** Opening Data records block **

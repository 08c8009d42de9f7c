use crate::backup;
use crate::db;
use crate::ipc::error::{calc_err, err, ok};
use crate::ipc::helpers::{db_conn, required_id, required_str};
use crate::ipc::types::{AppState, Request};
use crate::marklist::{self, MarkList, Scope};
use crate::subjects;
use serde_json::json;
use std::path::PathBuf;

fn csv_quote(s: &str) -> String {
    if s.contains(',') || s.contains('"') || s.contains('\n') || s.contains('\r') {
        format!("\"{}\"", s.replace('"', "\"\""))
    } else {
        s.to_string()
    }
}

/// One header row, one row per student in rank order, then a MEAN row.
fn mark_list_csv(list: &MarkList) -> String {
    let rank_col = if list.scope.kind == "stream" {
        "stream_position"
    } else {
        "position"
    };
    let mut header: Vec<String> = vec!["student_id".into(), "name".into(), "class".into()];
    header.extend(list.subjects.iter().map(|s| s.code.clone()));
    header.push("total_marks".into());
    header.push(rank_col.into());
    header.push("PL_total".into());

    let mut out = String::new();
    out.push_str(&header.join(","));
    out.push('\n');

    for row in &list.students {
        let mut cols = vec![
            row.student_id.to_string(),
            csv_quote(&row.name),
            csv_quote(&row.class),
        ];
        cols.extend(
            row.cells
                .iter()
                .map(|c| c.mark.map(|m| m.to_string()).unwrap_or_default()),
        );
        cols.push(row.total_marks.to_string());
        cols.push(row.position.to_string());
        cols.push(csv_quote(&row.total_level));
        out.push_str(&cols.join(","));
        out.push('\n');
    }

    let mut mean_cols = vec![String::new(), "MEAN".to_string(), String::new()];
    mean_cols.extend(list.subjects.iter().map(|s| {
        list.mean_scores
            .get(&s.code)
            .and_then(|m| m.as_f64())
            .map(|m| m.to_string())
            .unwrap_or_default()
    }));
    mean_cols.push(list.total_mean.to_string());
    mean_cols.push(String::new());
    mean_cols.push(csv_quote(&list.total_mean_level));
    out.push_str(&mean_cols.join(","));
    out.push('\n');
    out
}

fn handle_backup_export_workspace_bundle(state: &mut AppState, req: &Request) -> serde_json::Value {
    let out_path = match required_str(req, "outPath") {
        Ok(v) => v,
        Err(e) => return e,
    };
    let Some(workspace_path) = state.workspace.clone() else {
        return err(&req.id, "no_workspace", "select a workspace first", None);
    };

    if let Some(conn) = state.db.as_ref() {
        if let Err(e) = conn.execute_batch("PRAGMA wal_checkpoint(FULL)") {
            tracing::warn!(error = %e, "wal checkpoint before export failed");
        }
    }

    let out = PathBuf::from(&out_path);
    let export = match backup::export_workspace_bundle(&workspace_path, &state.config.db_file, &out)
    {
        Ok(v) => v,
        Err(e) => {
            tracing::error!(path = %out_path, error = %e, "bundle export failed");
            return err(
                &req.id,
                "io_failed",
                e.to_string(),
                Some(json!({ "path": out_path })),
            );
        }
    };
    tracing::info!(path = %out_path, sha256 = %export.db_sha256, "workspace exported");

    ok(
        &req.id,
        json!({
            "path": out_path,
            "bundleFormat": export.bundle_format,
            "entryCount": export.entry_count,
            "dbSha256": export.db_sha256
        }),
    )
}

fn handle_backup_import_workspace_bundle(state: &mut AppState, req: &Request) -> serde_json::Value {
    let in_path = match required_str(req, "inPath") {
        Ok(v) => v,
        Err(e) => return e,
    };
    let Some(workspace_path) = state.workspace.clone() else {
        return err(&req.id, "no_workspace", "select a workspace first", None);
    };

    let src = PathBuf::from(&in_path);
    if !src.is_file() {
        return err(
            &req.id,
            "not_found",
            "bundle file not found",
            Some(json!({ "path": in_path })),
        );
    }

    // Drop open handle before replacing file.
    state.db = None;

    let imported = backup::import_workspace_bundle(&src, &workspace_path, &state.config.db_file);
    let reopened = db::open_db(&workspace_path, &state.config);
    match reopened {
        Ok(conn) => state.db = Some(conn),
        Err(e) => {
            state.workspace = None;
            tracing::error!(error = %e, "failed to reopen workspace after import");
            return err(&req.id, "db_open_failed", e.to_string(), None);
        }
    }

    match imported {
        Ok(import) => {
            tracing::info!(path = %in_path, sha256 = %import.db_sha256, "workspace imported");
            ok(
                &req.id,
                json!({
                    "workspacePath": workspace_path.to_string_lossy(),
                    "bundleFormatDetected": import.bundle_format_detected,
                    "dbSha256": import.db_sha256
                }),
            )
        }
        Err(e) => err(
            &req.id,
            "io_failed",
            e.to_string(),
            Some(json!({ "path": src.to_string_lossy() })),
        ),
    }
}

fn handle_exchange_export_mark_list_csv(state: &mut AppState, req: &Request) -> serde_json::Value {
    let conn = match db_conn(state, req) {
        Ok(c) => c,
        Err(e) => return e,
    };
    let exam_id = match required_id(req, "examId") {
        Ok(v) => v,
        Err(e) => return e,
    };
    let class = match required_str(req, "class") {
        Ok(v) => v,
        Err(e) => return e,
    };
    let out_path = match required_str(req, "outPath") {
        Ok(v) => v,
        Err(e) => return e,
    };

    let scope = match Scope::class(&class) {
        Ok(v) => v,
        Err(e) => return calc_err(&req.id, e),
    };
    let subjects = match subjects::load(conn) {
        Ok(v) => v,
        Err(e) => return calc_err(&req.id, e),
    };
    let list = match marklist::generate(conn, exam_id, &scope, &subjects) {
        Ok(v) => v,
        Err(e) => return calc_err(&req.id, e),
    };

    let csv = mark_list_csv(&list);
    let out = PathBuf::from(&out_path);
    if let Some(parent) = out.parent() {
        if let Err(e) = std::fs::create_dir_all(parent) {
            return err(
                &req.id,
                "io_failed",
                e.to_string(),
                Some(json!({ "path": out_path })),
            );
        }
    }
    if let Err(e) = std::fs::write(&out, csv) {
        return err(
            &req.id,
            "io_failed",
            e.to_string(),
            Some(json!({ "path": out_path })),
        );
    }

    ok(
        &req.id,
        json!({ "path": out_path, "rowsExported": list.students.len() }),
    )
}

pub fn try_handle(state: &mut AppState, req: &Request) -> Option<serde_json::Value> {
    match req.method.as_str() {
        "backup.exportWorkspaceBundle" => Some(handle_backup_export_workspace_bundle(state, req)),
        "backup.importWorkspaceBundle" => Some(handle_backup_import_workspace_bundle(state, req)),
        "exchange.exportMarkListCsv" => Some(handle_exchange_export_mark_list_csv(state, req)),
        _ => None,
    }
}

#[cfg(test)]
mod tests {
    use super::csv_quote;

    #[test]
    fn quotes_only_when_needed() {
        assert_eq!(csv_quote("Achieng"), "Achieng");
        assert_eq!(csv_quote("Otieno, Jr"), "\"Otieno, Jr\"");
        assert_eq!(csv_quote("say \"hi\""), "\"say \"\"hi\"\"\"");
    }
}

** Closing Data records block **

▸ Work to complete
Return all the lines shown above, precisely as they stand.

▸ Response to the exercise
repository 08c8009d42de9f7c
use crate::backup;
use crate::db;
use crate::ipc::error::{calc_err, err, ok};
use crate::ipc::helpers::{db_conn, required_id, required_str};
use crate::ipc::types::{AppState, Request};
use crate::marklist::{self, MarkList, Scope};
use crate::subjects;
use serde_json::json;
use std::path::PathBuf;

fn csv_quote(s: &str) -> String {
    if s.contains(',') || s.contains('"') || s.contains('\n') || s.contains('\r') {
        format!("\"{}\"", s.replace('"', "\"\""))
    } else {
        s.to_string()
    }
}

/// One header row, one row per student in rank order, then a MEAN row.
fn mark_list_csv(list: &MarkList) -> String {
    let rank_col = if list.scope.kind == "stream" {
        "stream_position"
    } else {
        "position"
    };
    let mut header: Vec<String> = vec!["student_id".into(), "name".into(), "class".into()];
    header.extend(list.subjects.iter().map(|s| s.code.clone()));
    header.push("total_marks".into());
    header.push(rank_col.into());
    header.push("PL_total".into());

    let mut out = String::new();
    out.push_str(&header.join(","));
    out.push('\n');

    for row in &list.students {
        let mut cols = vec![
            row.student_id.to_string(),
            csv_quote(&row.name),
            csv_quote(&row.class),
        ];
        cols.extend(
            row.cells
                .iter()
                .map(|c| c.mark.map(|m| m.to_string()).unwrap_or_default()),
        );
        cols.push(row.total_marks.to_string());
        cols.push(row.position.to_string());
        cols.push(csv_quote(&row.total_level));
        out.push_str(&cols.join(","));
        out.push('\n');
    }

    let mut mean_cols = vec![String::new(), "MEAN".to_string(), String::new()];
    mean_cols.extend(list.subjects.iter().map(|s| {
        list.mean_scores
            .get(&s.code)
            .and_then(|m| m.as_f64())
            .map(|m| m.to_string())
            .unwrap_or_default()
    }));
    mean_cols.push(list.total_mean.to_string());
    mean_cols.push(String::new());
    mean_cols.push(csv_quote(&list.total_mean_level));
    out.push_str(&mean_cols.join(","));
    out.push('\n');
    out
}

fn handle_backup_export_workspace_bundle(state: &mut AppState, req: &Request) -> serde_json::Value {
    let out_path = match required_str(req, "outPath") {
        Ok(v) => v,
        Err(e) => return e,
    };
    let Some(workspace_path) = state.workspace.clone() else {
        return err(&req.id, "no_workspace", "select a workspace first", None);
    };

    if let Some(conn) = state.db.as_ref() {
        if let Err(e) = conn.execute_batch("PRAGMA wal_checkpoint(FULL)") {
            tracing::warn!(error = %e, "wal checkpoint before export failed");
        }
    }

    let out = PathBuf::from(&out_path);
    let export = match backup::export_workspace_bundle(&workspace_path, &state.config.db_file, &out)
    {
        Ok(v) => v,
        Err(e) => {
            tracing::error!(path = %out_path, error = %e, "bundle export failed");
            return err(
                &req.id,
                "io_failed",
                e.to_string(),
                Some(json!({ "path": out_path })),
            );
        }
    };
    tracing::info!(path = %out_path, sha256 = %export.db_sha256, "workspace exported");

    ok(
        &req.id,
        json!({
            "path": out_path,
            "bundleFormat": export.bundle_format,
            "entryCount": export.entry_count,
            "dbSha256": export.db_sha256
        }),
    )
}

fn handle_backup_import_workspace_bundle(state: &mut AppState, req: &Request) -> serde_json::Value {
    let in_path = match required_str(req, "inPath") {
        Ok(v) => v,
        Err(e) => return e,
    };
    let Some(workspace_path) = state.workspace.clone() else {
        return err(&req.id, "no_workspace", "select a workspace first", None);
    };

    let src = PathBuf::from(&in_path);
    if !src.is_file() {
        return err(
            &req.id,
            "not_found",
            "bundle file not found",
            Some(json!({ "path": in_path })),
        );
    }

    // Drop open handle before replacing file.
    state.db = None;

    let imported = backup::import_workspace_bundle(&src, &workspace_path, &state.config.db_file);
    let reopened = db::open_db(&workspace_path, &state.config);
    match reopened {
        Ok(conn) => state.db = Some(conn),
        Err(e) => {
            state.workspace = None;
            tracing::error!(error = %e, "failed to reopen workspace after import");
            return err(&req.id, "db_open_failed", e.to_string(), None);
        }
    }

    match imported {
        Ok(import) => {
            tracing::info!(path = %in_path, sha256 = %import.db_sha256, "workspace imported");
            ok(
                &req.id,
                json!({
                    "workspacePath": workspace_path.to_string_lossy(),
                    "bundleFormatDetected": import.bundle_format_detected,
                    "dbSha256": import.db_sha256
                }),
            )
        }
        Err(e) => err(
            &req.id,
            "io_failed",
            e.to_string(),
            Some(json!({ "path": src.to_string_lossy() })),
        ),
    }
}

fn handle_exchange_export_mark_list_csv(state: &mut AppState, req: &Request) -> serde_json::Value {
    let conn = match db_conn(state, req) {
        Ok(c) => c,
        Err(e) => return e,
    };
    let exam_id = match required_id(req, "examId") {
        Ok(v) => v,
        Err(e) => return e,
    };
    let class = match required_str(req, "class") {
        Ok(v) => v,
        Err(e) => return e,
    };
    let out_path = match required_str(req, "outPath") {
        Ok(v) => v,
        Err(e) => return e,
    };

    let scope = match Scope::class(&class) {
        Ok(v) => v,
        Err(e) => return calc_err(&req.id, e),
    };
    let subjects = match subjects::load(conn) {
        Ok(v) => v,
        Err(e) => return calc_err(&req.id, e),
    };
    let list = match marklist::generate(conn, exam_id, &scope, &subjects) {
        Ok(v) => v,
        Err(e) => return calc_err(&req.id, e),
    };

    let csv = mark_list_csv(&list);
    let out = PathBuf::from(&out_path);
    if let Some(parent) = out.parent() {
        if let Err(e) = std::fs::create_dir_all(parent) {
            return err(
                &req.id,
                "io_failed",
                e.to_string(),
                Some(json!({ "path": out_path })),
            );
        }
    }
    if let Err(e) = std::fs::write(&out, csv) {
        return err(
            &req.id,
            "io_failed",
            e.to_string(),
            Some(json!({ "path": out_path })),
        );
    }

    ok(
        &req.id,
        json!({ "path": out_path, "rowsExported": list.students.len() }),
    )
}

pub fn try_handle(state: &mut AppState, req: &Request) -> Option<serde_json::Value> {
    match req.method.as_str() {
        "backup.exportWorkspaceBundle" => Some(handle_backup_export_workspace_bundle(state, req)),
        "backup.importWorkspaceBundle" => Some(handle_backup_import_workspace_bundle(state, req)),
        "exchange.exportMarkListCsv" => Some(handle_exchange_export_mark_list_csv(state, req)),
        _ => None,
    }
}

#[cfg(test)]
mod tests {
    use super::csv_quote;

    #[test]
    fn quotes_only_when_needed() {
        assert_eq!(csv_quote("Achieng"), "Achieng");
        assert_eq!(csv_quote("Otieno, Jr"), "\"Otieno, Jr\"");
        assert_eq!(csv_quote("say \"hi\""), "\"say \"\"hi\"\"\"");
    }
}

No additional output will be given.